In this case here I'd go for dynamic programming instead, since that's far easier.

Assume that you know the cheapest way to be at location $x$ at the end of month $n$, for all $x$ from your set of locations and for a given month $n$. Then you can compute the same information for the following month $n + 1$:

$$f(n+1, x) = c(n+1, x) + \min(\{f(n, x)\}\cup\{f(n,y)+20\mid y\in X\})$$

In words: The cost to be in place $x$ at the end of month $n+1$ is the cost of living in that place in that month plus the cost of arriving there at the beginning of the month.
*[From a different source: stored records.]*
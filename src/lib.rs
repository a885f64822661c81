//! # News Shorts Harvester
//!
//! Harvests short-form news videos from a broadcaster's channel page,
//! restricts them to a recent time window and a duration band, enriches each
//! one with authoritative metadata, strips broadcaster boilerplate from its
//! text, and emits a ranked, de-duplicated dataset.
//!
//! ## Architecture
//!
//! 1. **Discovery** ([`discovery`]): walk the channel's video list through
//!    successive reveal steps, applying cheap filters and an early-stop rule
//! 2. **Enrichment** ([`enrichment`]): fetch watch-page metadata per
//!    candidate with bounded concurrency, re-check age precisely, filter by
//!    language and clean the text ([`text`])
//! 3. **Aggregation** ([`aggregate`]): sort by upload instant and assign ids
//!
//! [`pipeline::Pipeline`] sequences the stages; the page and metadata
//! sources behind it are traits ([`sources`]) so they can be replaced.

pub mod aggregate;
pub mod cli;
pub mod config;
pub mod discovery;
pub mod enrichment;
pub mod error;
pub mod lang;
pub mod models;
pub mod outputs;
pub mod pipeline;
pub mod sources;
pub mod text;
pub mod timing;
pub mod utils;
//! Text normalization for titles and descriptions.
//!
//! All functions here are pure and total over `&str`: empty input yields an
//! empty string and nothing panics or returns an error. Each cleaner is
//! idempotent, `f(f(x)) == f(x)`.
//!
//! # Submodules
//!
//! - [`rules`]: ordered rewrite tables and the fixpoint driver
//! - [`title`]: [`clean_title`]
//! - [`body`]: [`clean_body`], the anchor/junk-line/rewrite grammar
//! - [`tokenize`]: [`tokenize_for_vector`] and the segmenter seam

pub mod body;
pub mod rules;
pub mod title;
pub mod tokenize;

pub use body::clean_body;
pub use title::clean_title;
pub use tokenize::{
    HeuristicSegmenter, PosSegmenter, PosTag, SegmentOptions, SegmenterFactory,
    default_segmenter_factory, tokenize_for_vector,
};

/// Outlet names recognized in suffixes, sign-offs and notices.
pub const OUTLETS: &str = "KBS|SBS|YTN|MBC|JTBC|MBN";
//! Small helpers for logging and file system checks.

use std::error::Error;
use std::fs as stdfs;
use tokio::fs;
use tracing::{info, instrument};

/// Truncate a string for logging purposes.
///
/// Long strings are cut to at most `max` bytes, backing off to the previous
/// character boundary so multi-byte Hangul is never split, and a
/// `"…(+N bytes)"` marker is appended.
///
/// # Examples
///
/// ```ignore
/// assert_eq!(truncate_for_log("short", 100), "short");
/// assert_eq!(truncate_for_log(&"a".repeat(500), 10), "aaaaaaaaaa…(+490 bytes)");
/// ```
pub fn truncate_for_log(s: &str, max: usize) -> String {
    if s.len() <= max {
        return s.to_string();
    }
    let mut end = max;
    while !s.is_char_boundary(end) {
        end -= 1;
    }
    format!("{}…(+{} bytes)", &s[..end], s.len() - end)
}

/// Ensure a directory exists and is writable.
///
/// Creates the directory if needed, then writes and removes a probe file.
///
/// # Errors
///
/// Returns an error if the directory cannot be created or is not writable
/// (permission denied, read-only file system, ...).
#[instrument(level = "info", skip_all, fields(path = %path))]
pub async fn ensure_writable_dir(path: &str) -> Result<(), Box<dyn Error>> {
    fs::create_dir_all(path).await?;
    // a small sync write through std fs has the simpler error surface
    let probe_path = format!("{}/..__probe_write__", path.trim_end_matches('/'));
    match stdfs::File::create(&probe_path) {
        Ok(_) => {
            let _ = stdfs::remove_file(&probe_path);
            info!("Output directory is writable");
            Ok(())
        }
        Err(e) => Err(Box::new(e)),
    }
}

#[cfg(test)]
mod tests {
    use super::*;

    #[test]
    fn test_truncate_for_log_short_string() {
        let s = "Hello, world!";
        assert_eq!(truncate_for_log(s, 100), "Hello, world!");
    }

    #[test]
    fn test_truncate_for_log_long_string() {
        let s = "a".repeat(500);
        let result = truncate_for_log(&s, 100);
        assert!(result.starts_with(&"a".repeat(100)));
        assert!(result.contains("…(+400 bytes)"));
    }

    #[test]
    fn test_truncate_for_log_respects_char_boundaries() {
        // each syllable is three bytes
        let s = "폭염특보발효";
        assert_eq!(truncate_for_log(s, 4), "폭…(+15 bytes)");
        assert_eq!(truncate_for_log(s, 6), "폭염…(+12 bytes)");
    }

    #[tokio::test]
    async fn test_ensure_writable_dir_creates_nested() {
        let dir = tempfile::tempdir().unwrap();
        let nested = dir.path().join("a/b");
        ensure_writable_dir(nested.to_str().unwrap()).await.unwrap();
        assert!(nested.is_dir());
        assert!(!nested.join("..__probe_write__").exists());
    }
}
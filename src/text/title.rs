//! Title cleaning.

use super::OUTLETS;
use super::rules::{Step, apply_steps, collapse_whitespace, converge, strip_laughter, strip_repeated_glyphs};
use once_cell::sync::Lazy;

static TITLE_STEPS: Lazy<Vec<Step>> = Lazy::new(|| {
    vec![
        // "... / KBS 2025.06.13." style outlet suffix
        Step::remove(&format!(r"\s*/\s*(?:{OUTLETS}).*")),
        Step::remove(r"\([^)]*\)"),
        Step::remove(r"\[[^\]]*\]"),
        Step::remove(r"\{[^}]*\}"),
        Step::remove(r"【[^】]*】"),
        Step::Apply(strip_repeated_glyphs),
        Step::Apply(strip_laughter),
        Step::remove(
            r"\b(?:앗|헉|윽|흥|풉|에구|읏|으음|아악|끼야|푸하하|하하하|히히히|헤헤헤|흐흐흐|낄낄|깔깔|콜록콜록|훌쩍|쉿)\b",
        ),
        Step::blank(r"[^\w\s가-힣.%]"),
        Step::blank(r"[·•]{3,}|\.{3,}|…"),
        Step::Apply(collapse_whitespace),
    ]
});

/// Produce a display-clean title.
///
/// Strips the outlet suffix, bracketed annotations, glyph spam, interjections
/// and punctuation other than `.` and `%`. Idempotent.
pub fn clean_title(raw: &str) -> String {
    if raw.trim().is_empty() {
        return String::new();
    }
    converge(raw, |s| apply_steps(&TITLE_STEPS, s))
}
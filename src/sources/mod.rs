//! External collaborators the pipeline pulls data from.
//!
//! # Submodules
//!
//! - [`channel`]: the channel `/videos` tab as a revealable list ([`PageSource`])
//! - [`watch`]: per-video watch pages as a [`MetadataSource`]
//!
//! Both traits use native `async fn`; the pipeline is generic over them so
//! tests can substitute in-memory fakes.

use crate::error::{DiscoveryError, MetadataError};
use crate::models::{RenderedItem, VideoMetadata};
use serde_json::Value;

pub mod channel;
pub mod watch;

pub use channel::ChannelPage;
pub use watch::WatchPageSource;

/// Browser-like user agent sent with every request.
pub const USER_AGENT: &str = "Mozilla/5.0 (X11; Linux x86_64) AppleWebKit/537.36 (KHTML, like Gecko) Chrome/126.0 Safari/537.36";

/// Preferred response language, so relative labels use the Korean vocabulary.
pub const ACCEPT_LANGUAGE: &str = "ko-KR,ko;q=0.9,en;q=0.5";

/// A dynamically loading list view.
#[allow(async_fn_in_trait)]
pub trait PageSource {
    /// Navigate to `locator` and wait until the list container is present.
    async fn open(&mut self, locator: &str) -> Result<(), DiscoveryError>;

    /// Trigger loading of the next batch of items.
    async fn reveal_more(&mut self) -> Result<(), DiscoveryError>;

    /// Size signal of the materialized list; unchanged means no growth.
    fn content_height(&self) -> u64;

    /// Items currently materialized, in display order.
    fn rendered_items(&self) -> Vec<RenderedItem>;
}

/// Authoritative per-video metadata lookup.
#[allow(async_fn_in_trait)]
pub trait MetadataSource {
    async fn fetch(&self, locator: &str) -> Result<VideoMetadata, MetadataError>;
}

/// Extract the JSON object assigned to `marker` inside an HTML page.
///
/// Matches `marker = {...}` (as in `var ytInitialData = {...};`) and parses
/// exactly one JSON value after the `=`, ignoring whatever follows it.
pub(crate) fn embedded_json(html: &str, marker: &str) -> Option<Value> {
    html.match_indices(marker).find_map(|(idx, _)| {
        let rest = html[idx + marker.len()..].trim_start();
        let rest = rest.strip_prefix('=')?.trim_start();
        if !rest.starts_with('{') {
            return None;
        }
        serde_json::Deserializer::from_str(rest)
            .into_iter::<Value>()
            .next()?
            .ok()
    })
}

/// Read a string at a JSON pointer.
pub(crate) fn str_at<'a>(value: &'a Value, pointer: &str) -> Option<&'a str> {
    value.pointer(pointer).and_then(Value::as_str)
}
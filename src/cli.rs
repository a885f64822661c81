//! Command-line interface definitions.
//!
//! Every option can also come from a `HARVEST_*` environment variable or the
//! YAML file named by `--config`; see [`crate::config`] for precedence.

use crate::config::{BodyMode, MissingInstantPolicy};
use crate::lang::LanguageCode;
use clap::Parser;

/// Harvest recent short news videos from a broadcaster channel.
///
/// # Examples
///
/// ```sh
/// # Last 24 hours of KBS videos between 1 and 5 minutes long
/// news_shorts_harvester -o ./data
///
/// # YTN, last 12 hours, four workers, token output for vectorization
/// news_shorts_harvester --channel ytn --max-age-hours 12 -w 4 --body-mode tokens
///
/// # Everything from a config file, overriding one value
/// news_shorts_harvester --config harvest.yaml --no-early-stop
/// ```
#[derive(Parser, Debug)]
#[command(author, version, about)]
pub struct Cli {
    /// Optional path to a YAML config file
    #[arg(short, long, env = "HARVEST_CONFIG")]
    pub config: Option<String>,

    /// Channel selector: ytn, kbs or sbs
    #[arg(long, env = "HARVEST_CHANNEL")]
    pub channel: Option<String>,

    /// Explicit list page URL, overriding the channel's videos tab
    #[arg(long, env = "HARVEST_TARGET_URL")]
    pub target_url: Option<String>,

    /// Output directory for the JSON dataset
    #[arg(short, long, env = "HARVEST_OUTPUT_DIR")]
    pub output_dir: Option<String>,

    /// Output file name (defaults to the channel's dataset name)
    #[arg(long, env = "HARVEST_OUTPUT_FILE")]
    pub output_file: Option<String>,

    /// Shortest accepted video, in seconds
    #[arg(long, env = "HARVEST_MIN_SECONDS")]
    pub min_seconds: Option<u64>,

    /// Longest accepted video, in seconds
    #[arg(long, env = "HARVEST_MAX_SECONDS")]
    pub max_seconds: Option<u64>,

    /// Recency window, in hours
    #[arg(long, env = "HARVEST_MAX_AGE_HOURS")]
    pub max_age_hours: Option<u64>,

    /// Pause after each reveal step, in seconds
    #[arg(long, env = "HARVEST_REVEAL_PAUSE_SECS")]
    pub reveal_pause_secs: Option<u64>,

    /// Maximum number of reveal steps
    #[arg(long, env = "HARVEST_MAX_REVEALS")]
    pub max_reveals: Option<usize>,

    /// Consecutive reveal steps without growth before discovery stops
    #[arg(long, env = "HARVEST_STALL_LIMIT")]
    pub stall_limit: Option<usize>,

    /// Initial page-load timeout, in seconds
    #[arg(long, env = "HARVEST_LOAD_TIMEOUT_SECS")]
    pub load_timeout_secs: Option<u64>,

    /// Per-reveal-step settle timeout, in seconds
    #[arg(long, env = "HARVEST_REVEAL_TIMEOUT_SECS")]
    pub reveal_timeout_secs: Option<u64>,

    /// Per-candidate metadata fetch timeout, in seconds
    #[arg(long, env = "HARVEST_FETCH_TIMEOUT_SECS")]
    pub fetch_timeout_secs: Option<u64>,

    /// Concurrent enrichment workers (defaults to the number of CPUs)
    #[arg(short, long, env = "HARVEST_WORKERS")]
    pub workers: Option<usize>,

    /// Keep scanning past items older than the window
    #[arg(long)]
    pub no_early_stop: bool,

    /// What to do with videos that have no upload instant
    #[arg(long, value_enum, env = "HARVEST_MISSING_INSTANT")]
    pub missing_instant: Option<MissingInstantPolicy>,

    /// Rendition stored as cleaned_description
    #[arg(long, value_enum, env = "HARVEST_BODY_MODE")]
    pub body_mode: Option<BodyMode>,

    /// Language kept by the language filter
    #[arg(long, value_enum, env = "HARVEST_TARGET_LANGUAGE")]
    pub target_language: Option<LanguageCode>,
}

#[cfg(test)]
mod tests {
    use super::*;

    #[test]
    fn test_cli_parsing() {
        let cli = Cli::parse_from(&[
            "news_shorts_harvester",
            "--channel",
            "sbs",
            "--output-dir",
            "./data",
            "--max-age-hours",
            "12",
        ]);

        assert_eq!(cli.channel.as_deref(), Some("sbs"));
        assert_eq!(cli.output_dir.as_deref(), Some("./data"));
        assert_eq!(cli.max_age_hours, Some(12));
        assert!(!cli.no_early_stop);
    }

    #[test]
    fn test_cli_short_flags() {
        let cli = Cli::parse_from(&["news_shorts_harvester", "-o", "/tmp/out", "-w", "4", "-c", "h.yaml"]);

        assert_eq!(cli.output_dir.as_deref(), Some("/tmp/out"));
        assert_eq!(cli.workers, Some(4));
        assert_eq!(cli.config.as_deref(), Some("h.yaml"));
    }

    #[test]
    fn test_cli_policies() {
        let cli = Cli::parse_from(&[
            "news_shorts_harvester",
            "--missing-instant",
            "drop",
            "--body-mode",
            "tokens",
            "--target-language",
            "en",
            "--no-early-stop",
        ]);

        assert_eq!(cli.missing_instant, Some(MissingInstantPolicy::Drop));
        assert_eq!(cli.body_mode, Some(BodyMode::Tokens));
        assert_eq!(cli.target_language, Some(LanguageCode::En));
        assert!(cli.no_early_stop);
    }
}
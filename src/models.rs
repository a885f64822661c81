//! Data models for discovered candidates and enriched video records.
//!
//! This module defines the core data structures used throughout the pipeline:
//! - [`RenderedItem`]: one item as currently materialized by the page source
//! - [`CandidateRef`]: a lightweight reference that survived Discovery's filters
//! - [`VideoMetadata`]: authoritative per-video metadata from the metadata source
//! - [`EnrichedRecord`]: a fully cleaned record ready for aggregation
//! - [`OutputRecord`]: the persisted form consumed by downstream systems
//!
//! Records are built atomically: Enrichment either produces a complete
//! [`EnrichedRecord`] or nothing at all.

use crate::timing::format_canonical;
use chrono::{DateTime, FixedOffset};
use serde::{Deserialize, Serialize};
use url::Url;

/// A list item as exposed by the page source at one point in time.
///
/// Every field is optional: the page source reports whatever it found, and a
/// missing field simply makes Discovery skip the item.
#[derive(Debug, Clone, Default, PartialEq, Eq)]
pub struct RenderedItem {
    /// Link to the item's detail page, usually relative (`/watch?v=...`).
    pub href: Option<String>,
    /// Short relative upload label such as `3시간 전` or `2 hours ago`.
    pub recency_label: Option<String>,
    /// Length badge such as `1:30`.
    pub duration_label: Option<String>,
}

/// A candidate video that passed Discovery's cheap filters.
///
/// The `key` is derived deterministically from `locator` and is the identity
/// used for deduplication across reveal steps.
#[derive(Debug, Clone, PartialEq, Eq)]
pub struct CandidateRef {
    /// Stable video identifier (the `v` query parameter or shorts id).
    pub key: String,
    /// Absolute address of the detail page.
    pub locator: String,
    /// The relative recency label seen during Discovery.
    pub recency_hint: String,
}

impl CandidateRef {
    /// Build a candidate from an absolute locator.
    ///
    /// Returns `None` when no video key can be extracted from the locator.
    pub fn new(locator: &Url, recency_hint: impl Into<String>) -> Option<Self> {
        let key = video_key(locator)?;
        Some(Self {
            key,
            locator: locator.to_string(),
            recency_hint: recency_hint.into(),
        })
    }
}

/// Extract the stable video key from a watch or shorts locator.
///
/// ```ignore
/// let url = Url::parse("https://www.youtube.com/watch?v=abc123&t=5s").unwrap();
/// assert_eq!(video_key(&url), Some("abc123".to_string()));
/// ```
pub fn video_key(locator: &Url) -> Option<String> {
    let path = locator.path();
    if path == "/watch" {
        return locator
            .query_pairs()
            .find(|(k, _)| k == "v")
            .map(|(_, v)| v.into_owned())
            .filter(|v| is_valid_key(v));
    }
    let mut segments = locator.path_segments()?;
    match (segments.next(), segments.next()) {
        (Some("shorts"), Some(id)) if is_valid_key(id) => Some(id.to_string()),
        _ => None,
    }
}

fn is_valid_key(s: &str) -> bool {
    !s.is_empty()
        && s
            .chars()
            .all(|c| c.is_ascii_alphanumeric() || c == '-' || c == '_')
}

/// Authoritative metadata for one video, as returned by a metadata source.
#[derive(Debug, Clone, Default, PartialEq)]
pub struct VideoMetadata {
    pub title: String,
    pub description: String,
    /// Upload instant, when the source exposes one.
    pub upload_instant: Option<DateTime<FixedOffset>>,
    /// Canonical page address reported by the source.
    pub webpage_url: Option<String>,
    /// Highest-resolution thumbnail.
    pub thumbnail: Option<String>,
    pub view_count: Option<u64>,
    /// Authoritative length in seconds.
    pub length_seconds: Option<u64>,
}

/// A candidate after enrichment and text cleaning.
///
/// `id` stays `None` until [`crate::aggregate::aggregate`] assigns the dense
/// ranking.
#[derive(Debug, Clone, PartialEq)]
pub struct EnrichedRecord {
    pub key: String,
    pub raw_title: String,
    pub cleaned_title: String,
    pub raw_description: String,
    pub cleaned_description: String,
    /// Upload instant in the canonical zone.
    pub upload_instant: Option<DateTime<FixedOffset>>,
    pub locator: String,
    pub thumbnail_locator: Option<String>,
    pub view_count: Option<u64>,
    pub id: Option<usize>,
}

/// Persisted form of an [`EnrichedRecord`].
///
/// The field set and order are a compatibility surface for downstream
/// consumers; optional values serialize as `null` rather than disappearing.
#[derive(Debug, Clone, PartialEq, Serialize, Deserialize)]
pub struct OutputRecord {
    pub id: Option<usize>,
    pub title: String,
    pub cleaned_title: String,
    pub upload_date: Option<String>,
    pub description: String,
    pub cleaned_description: String,
    pub video_link: String,
    pub thumbnail_link: Option<String>,
    pub view_count: Option<u64>,
}

impl From<&EnrichedRecord> for OutputRecord {
    fn from(r: &EnrichedRecord) -> Self {
        Self {
            id: r.id,
            title: r.raw_title.clone(),
            cleaned_title: r.cleaned_title.clone(),
            upload_date: r.upload_instant.as_ref().map(format_canonical),
            description: r.raw_description.clone(),
            cleaned_description: r.cleaned_description.clone(),
            video_link: r.locator.clone(),
            thumbnail_link: r.thumbnail_locator.clone(),
            view_count: r.view_count,
        }
    }
}

#[cfg(test)]
mod tests {
    use super::*;
    use chrono::TimeZone;

    fn url(s: &str) -> Url {
        Url::parse(s).unwrap()
    }

    #[test]
    fn test_video_key_from_watch_url() {
        assert_eq!(
            video_key(&url("https://www.youtube.com/watch?v=abc_12-3&t=10s")),
            Some("abc_12-3".to_string())
        );
    }

    #[test]
    fn test_video_key_from_shorts_url() {
        assert_eq!(
            video_key(&url("https://www.youtube.com/shorts/XyZ987")),
            Some("XyZ987".to_string())
        );
    }

    #[test]
    fn test_video_key_rejects_other_paths() {
        assert_eq!(video_key(&url("https://www.youtube.com/@newskbs/videos")), None);
        assert_eq!(video_key(&url("https://www.youtube.com/watch?list=PL1")), None);
        assert_eq!(video_key(&url("https://www.youtube.com/watch?v=")), None);
    }

    #[test]
    fn test_candidate_ref_new() {
        let c = CandidateRef::new(&url("https://www.youtube.com/watch?v=k1"), "3시간 전").unwrap();
        assert_eq!(c.key, "k1");
        assert_eq!(c.locator, "https://www.youtube.com/watch?v=k1");
        assert_eq!(c.recency_hint, "3시간 전");
    }

    #[test]
    fn test_output_record_field_order_and_nulls() {
        let kst = FixedOffset::east_opt(9 * 3600).unwrap();
        let record = EnrichedRecord {
            key: "k1".into(),
            raw_title: "제목".into(),
            cleaned_title: "제목".into(),
            raw_description: "설명".into(),
            cleaned_description: "설명".into(),
            upload_instant: Some(kst.with_ymd_and_hms(2025, 6, 13, 9, 5, 7).unwrap()),
            locator: "https://www.youtube.com/watch?v=k1".into(),
            thumbnail_locator: None,
            view_count: None,
            id: Some(1),
        };
        let json = serde_json::to_string(&OutputRecord::from(&record)).unwrap();
        assert_eq!(
            json,
            r#"{"id":1,"title":"제목","cleaned_title":"제목","upload_date":"2025-06-13 09:05:07","description":"설명","cleaned_description":"설명","video_link":"https://www.youtube.com/watch?v=k1","thumbnail_link":null,"view_count":null}"#
        );
    }
}
//! `lingua`-backed language classification.
//!
//! The detector is restricted to Korean and English, the two languages the
//! target channels publish in. Short inputs and low-confidence guesses report
//! `None` ("unknown") instead of a language, so they never exclude an item.

use clap::ValueEnum;
use lingua::{Language, LanguageDetector, LanguageDetectorBuilder};
use once_cell::sync::Lazy;
use serde::{Deserialize, Serialize};
use std::fmt;

/// Minimum confidence for a classification to count.
pub const MIN_CONFIDENCE: f64 = 0.65;

/// Titles must be longer than this (in characters) to be classified.
pub const MIN_TITLE_CHARS: usize = 5;

/// Descriptions must be longer than this (in characters) to be classified.
pub const MIN_DESCRIPTION_CHARS: usize = 20;

static DETECTOR: Lazy<LanguageDetector> = Lazy::new(|| {
    LanguageDetectorBuilder::from_languages(&[Language::Korean, Language::English])
        .with_minimum_relative_distance(0.01)
        .build()
});

/// Languages the pipeline distinguishes.
#[derive(Debug, Clone, Copy, PartialEq, Eq, Serialize, Deserialize, ValueEnum)]
#[serde(rename_all = "lowercase")]
pub enum LanguageCode {
    Ko,
    En,
}

impl fmt::Display for LanguageCode {
    fn fmt(&self, f: &mut fmt::Formatter<'_>) -> fmt::Result {
        f.write_str(match self {
            LanguageCode::Ko => "ko",
            LanguageCode::En => "en",
        })
    }
}

/// A best-guess language classifier.
pub trait LanguageClassifier: Send + Sync {
    /// Classify `text`, or return `None` when the input is too short or the
    /// guess is not confident enough.
    fn classify(&self, text: &str, min_chars: usize) -> Option<LanguageCode>;
}

/// Classifier over the shared `lingua` detector.
#[derive(Debug, Default, Clone, Copy)]
pub struct LinguaClassifier;

impl LanguageClassifier for LinguaClassifier {
    fn classify(&self, text: &str, min_chars: usize) -> Option<LanguageCode> {
        let text = text.trim();
        if text.chars().count() <= min_chars {
            return None;
        }
        let language = DETECTOR.detect_language_of(text)?;
        let confidence = DETECTOR
            .compute_language_confidence_values(text)
            .iter()
            .find(|(l, _)| *l == language)
            .map_or(0.0, |(_, c)| *c);
        if confidence < MIN_CONFIDENCE {
            return None;
        }
        match language {
            Language::Korean => Some(LanguageCode::Ko),
            Language::English => Some(LanguageCode::En),
            #[allow(unreachable_patterns)]
            _ => None,
        }
    }
}

/// Whether an item should be excluded as non-target language.
///
/// Both title and description must be classified, confidently, as the same
/// language other than `target`. Unknown on either side keeps the item.
pub fn is_foreign(
    classifier: &dyn LanguageClassifier,
    title: &str,
    description: &str,
    target: LanguageCode,
) -> bool {
    let title_lang = classifier.classify(title, MIN_TITLE_CHARS);
    let description_lang = classifier.classify(description, MIN_DESCRIPTION_CHARS);
    match (title_lang, description_lang) {
        (Some(t), Some(d)) => t == d && t != target,
        _ => false,
    }
}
The latter is either the cost for already being there at the previous month, or the minimal cost for living in a different place up to that point and then switching.

You can easily implement this using nested loops: an outer loop which increments $n$ and an inner loop which iterates over all the $x$. You may take advantage of the fact that the term $\min(\{f(n,y)+20\mid y\in X\})$ does not depend on $x$, so you can compute that only once per $n$, and then you just have to compare two numbers.

This will easily give you the minimal cost after all the months. If you need the path, you should do some bookkeeping: for every $f(n+1,x)$ you compute, remember how you got there. That way you can simply pick the cheapest solution at the end of your months and then go back to see how to get there from the first month.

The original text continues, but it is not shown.